In an increasingly data-driven world, there is tremendous value in capturing and making sense of marketing data, including information on users, accounts, contacts, purchases, downloads, link clicks, form submissions, video plays, transactions, and so on. While this top-level, event data may seem like everything a savvy marketer would need, it is the metadata – data about the event data – that gives it the most valuable context. Metadata can be more revealing than event data itself when collected and analyzed in aggregate. But there is so much data available these days that it can cause paralysis. This is where AI comes in – marketers need to become increasingly adept at using advanced technologies to make data functional.
We have been seeing a steady rise in the use of artificial intelligence across industries – marketing is no different. Some of the world’s largest companies rely on AI for all sorts of reasons, but in martech, it holds promises that will bring even more disruption to the industry.
The application of algorithms, machine learning, and AI to solve major marketing challenges – for example, attribution, intelligence gathering, predictive workflows, and campaign suggestions – will enable the industry to market better, for less money, more success, and happier customers.

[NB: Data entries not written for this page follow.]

//! In-process zip handling for batch artifacts. Artifacts are named by the
//! inclusive identifier range they cover, `{start}_{end}.zip`, and contain
//! the raw per-identifier JSON files at the archive root.

use std::fs::{self, File};
use std::io;
use std::path::{Path, PathBuf};

use anyhow::{bail, Context, Result};
use zip::write::SimpleFileOptions;
use zip::{CompressionMethod, ZipArchive, ZipWriter};

pub fn archive_name(start: u64, end: u64) -> String {
    format!("{}_{}.zip", start, end)
}

/// Inverse of [`archive_name`]: `"17_32.zip"` -> `(17, 32)`.
pub fn parse_boundaries(name: &str) -> Option<(u64, u64)> {
    let stem = name.strip_suffix(".zip")?;
    let (start, end) = stem.split_once('_')?;
    Some((start.parse().ok()?, end.parse().ok()?))
}

/// Compress every `.json` file directly under `src` into `dest`. Returns the
/// number of files archived.
pub fn zip_dir(src: &Path, dest: &Path) -> Result<usize> {
    let file = File::create(dest)
        .with_context(|| format!("failed to create archive {}", dest.display()))?;
    let mut writer = ZipWriter::new(file);
    let options = SimpleFileOptions::default().compression_method(CompressionMethod::Deflated);

    let mut count = 0;
    for entry in fs::read_dir(src).with_context(|| format!("unreadable dir {}", src.display()))? {
        let path = entry?.path();
        if path.extension().map_or(true, |ext| ext != "json") {
            continue;
        }
        let name = path
            .file_name()
            .and_then(|n| n.to_str())
            .with_context(|| format!("non-utf8 file name under {}", src.display()))?;
        writer.start_file(name, options)?;
        let mut input = File::open(&path)?;
        io::copy(&mut input, &mut writer)?;
        count += 1;
    }
    writer.finish()?;
    Ok(count)
}

/// Extract all entries of `archive` into `dest`, which must already exist.
pub fn unzip_to(archive: &Path, dest: &Path) -> Result<()> {
    let file = File::open(archive)
        .with_context(|| format!("failed to open archive {}", archive.display()))?;
    let mut zip = ZipArchive::new(file)
        .with_context(|| format!("{} is not a zip archive", archive.display()))?;
    for i in 0..zip.len() {
        let mut entry = zip.by_index(i)?;
        let Some(relative) = entry.enclosed_name() else {
            bail!("archive entry {:?} escapes the extraction dir", entry.name());
        };
        let out_path: PathBuf = dest.join(relative);
        if entry.is_dir() {
            fs::create_dir_all(&out_path)?;
            continue;
        }
        if let Some(parent) = out_path.parent() {
            fs::create_dir_all(parent)?;
        }
        let mut out = File::create(&out_path)?;
        io::copy(&mut entry, &mut out)?;
    }
    Ok(())
}

/// Best-effort removal of the raw `.json` intermediates once a batch has been
/// archived.
pub fn clear_json_files(dir: &Path) {
    let Ok(entries) = fs::read_dir(dir) else {
        return;
    };
    for entry in entries.flatten() {
        let path = entry.path();
        if path.extension().is_some_and(|ext| ext == "json") {
            let _ = fs::remove_file(path);
        }
    }
}

#[cfg(test)]
mod tests {
    use super::*;

    #[test]
    fn names_round_trip() {
        assert_eq!(archive_name(1, 10), "1_10.zip");
        assert_eq!(parse_boundaries("1_10.zip"), Some((1, 10)));
        assert_eq!(parse_boundaries("11_20.zip"), Some((11, 20)));
        assert_eq!(parse_boundaries("notazip.txt"), None);
        assert_eq!(parse_boundaries("x_y.zip"), None);
    }

    #[test]
    fn zip_collects_only_json() {
        let scratch = tempfile::tempdir().unwrap();
        fs::write(scratch.path().join("assessment_instance_1_log.json"), "[]").unwrap();
        fs::write(scratch.path().join("assessment_instance_2_log.json"), "[]").unwrap();
        fs::write(scratch.path().join("leftover.tmp"), "x").unwrap();

        let out = tempfile::tempdir().unwrap();
        let dest = out.path().join("1_2.zip");
        assert_eq!(zip_dir(scratch.path(), &dest).unwrap(), 2);

        let extracted = tempfile::tempdir().unwrap();
        unzip_to(&dest, extracted.path()).unwrap();
        assert!(extracted.path().join("assessment_instance_1_log.json").exists());
        assert!(extracted.path().join("assessment_instance_2_log.json").exists());
        assert!(!extracted.path().join("leftover.tmp").exists());
    }

    #[test]
    fn clear_removes_only_json() {
        let scratch = tempfile::tempdir().unwrap();
        fs::write(scratch.path().join("a.json"), "[]").unwrap();
        fs::write(scratch.path().join("keep.zip"), "x").unwrap();
        clear_json_files(scratch.path());
        assert!(!scratch.path().join("a.json").exists());
        assert!(scratch.path().join("keep.zip").exists());
    }
}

Two years ago, when the volume of data generated worldwide was estimated to be a staggering 2.5 quintillion bytes of data a day, the industry projected that by this year, 2020, every individual on earth would be generating 1.7 MB of data every second of every day.
While we don’t know where that number actually stands today, it’s likely been driven even higher as a result of the global pandemic. What we do know is that legacy analytics tools are not capable enough to ingest the amount of data being created in today’s martech stacks to make sense of it.
There are more than 8,000 different companies developing software in the space and all the data to go along with them. While the growth of the ecosystem has been empowering, it is also a curse.
Which is why a premium should be put on data integration and management solutions. For much of the industry, one of the fundamental issues is bringing data together efficiently and effectively.
In a multi or omnichannel marketing environment, how you develop actionable insights from a range of different marketing campaigns is one of the things that separates a good marketer from a great marketer.
A great marketer knows how to optimize campaigns, how to leverage historical data, and how to use marketing intelligence to map where to spend their next dollar for optimal impact.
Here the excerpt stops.